--- TASK DATA ---
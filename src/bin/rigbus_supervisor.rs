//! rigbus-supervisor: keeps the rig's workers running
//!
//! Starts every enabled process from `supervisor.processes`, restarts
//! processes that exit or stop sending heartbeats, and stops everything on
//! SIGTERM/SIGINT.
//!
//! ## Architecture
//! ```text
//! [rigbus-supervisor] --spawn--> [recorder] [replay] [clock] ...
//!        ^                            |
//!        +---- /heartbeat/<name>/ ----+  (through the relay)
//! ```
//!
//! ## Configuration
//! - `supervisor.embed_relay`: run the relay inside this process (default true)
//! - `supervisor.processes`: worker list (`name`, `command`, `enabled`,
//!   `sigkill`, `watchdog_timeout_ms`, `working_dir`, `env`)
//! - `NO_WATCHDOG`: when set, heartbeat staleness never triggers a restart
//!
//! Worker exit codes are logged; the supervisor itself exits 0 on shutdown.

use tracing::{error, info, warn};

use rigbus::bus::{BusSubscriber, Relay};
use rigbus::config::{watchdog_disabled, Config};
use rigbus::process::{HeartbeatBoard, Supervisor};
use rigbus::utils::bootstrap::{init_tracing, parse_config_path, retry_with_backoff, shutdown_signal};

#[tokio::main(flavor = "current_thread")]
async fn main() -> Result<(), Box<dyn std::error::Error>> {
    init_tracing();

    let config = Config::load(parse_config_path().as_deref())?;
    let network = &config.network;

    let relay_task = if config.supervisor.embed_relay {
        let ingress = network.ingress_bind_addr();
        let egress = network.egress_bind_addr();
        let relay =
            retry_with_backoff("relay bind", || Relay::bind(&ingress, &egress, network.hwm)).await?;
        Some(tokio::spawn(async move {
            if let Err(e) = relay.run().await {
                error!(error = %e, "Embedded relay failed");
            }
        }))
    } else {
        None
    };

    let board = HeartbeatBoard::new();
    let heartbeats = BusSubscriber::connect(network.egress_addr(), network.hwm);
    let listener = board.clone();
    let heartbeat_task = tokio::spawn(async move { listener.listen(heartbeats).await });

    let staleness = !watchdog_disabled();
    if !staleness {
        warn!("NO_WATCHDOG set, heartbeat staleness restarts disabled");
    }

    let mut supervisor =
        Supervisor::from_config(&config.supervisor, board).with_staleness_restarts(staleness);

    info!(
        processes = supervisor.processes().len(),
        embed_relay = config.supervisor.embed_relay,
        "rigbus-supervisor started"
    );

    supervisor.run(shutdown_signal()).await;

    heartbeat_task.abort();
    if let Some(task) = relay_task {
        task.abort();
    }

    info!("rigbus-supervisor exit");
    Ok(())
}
---
● WHAT IS BEING ASKED: The response must repeat exactly the lines from the top of the material through the line containing "let board = HeartbeatBoard::new();", both included, with no other output.

● WRITTEN SOLUTION:
filename src/bin/rigbus_supervisor.rs
//! rigbus-supervisor: keeps the rig's workers running
//!
//! Starts every enabled process from `supervisor.processes`, restarts
//! processes that exit or stop sending heartbeats, and stops everything on
//! SIGTERM/SIGINT.
//!
//! ## Architecture
//! ```text
//! [rigbus-supervisor] --spawn--> [recorder] [replay] [clock] ...
//!        ^                            |
//!        +---- /heartbeat/<name>/ ----+  (through the relay)
//! ```
//!
//! ## Configuration
//! - `supervisor.embed_relay`: run the relay inside this process (default true)
//! - `supervisor.processes`: worker list (`name`, `command`, `enabled`,
//!   `sigkill`, `watchdog_timeout_ms`, `working_dir`, `env`)
//! - `NO_WATCHDOG`: when set, heartbeat staleness never triggers a restart
//!
//! Worker exit codes are logged; the supervisor itself exits 0 on shutdown.

use tracing::{error, info, warn};

use rigbus::bus::{BusSubscriber, Relay};
use rigbus::config::{watchdog_disabled, Config};
use rigbus::process::{HeartbeatBoard, Supervisor};
use rigbus::utils::bootstrap::{init_tracing, parse_config_path, retry_with_backoff, shutdown_signal};

#[tokio::main(flavor = "current_thread")]
async fn main() -> Result<(), Box<dyn std::error::Error>> {
    init_tracing();

    let config = Config::load(parse_config_path().as_deref())?;
    let network = &config.network;

    let relay_task = if config.supervisor.embed_relay {
        let ingress = network.ingress_bind_addr();
        let egress = network.egress_bind_addr();
        let relay =
            retry_with_backoff("relay bind", || Relay::bind(&ingress, &egress, network.hwm)).await?;
        Some(tokio::spawn(async move {
            if let Err(e) = relay.run().await {
                error!(error = %e, "Embedded relay failed");
            }
        }))
    } else {
        None
    };

    let board = HeartbeatBoard::new();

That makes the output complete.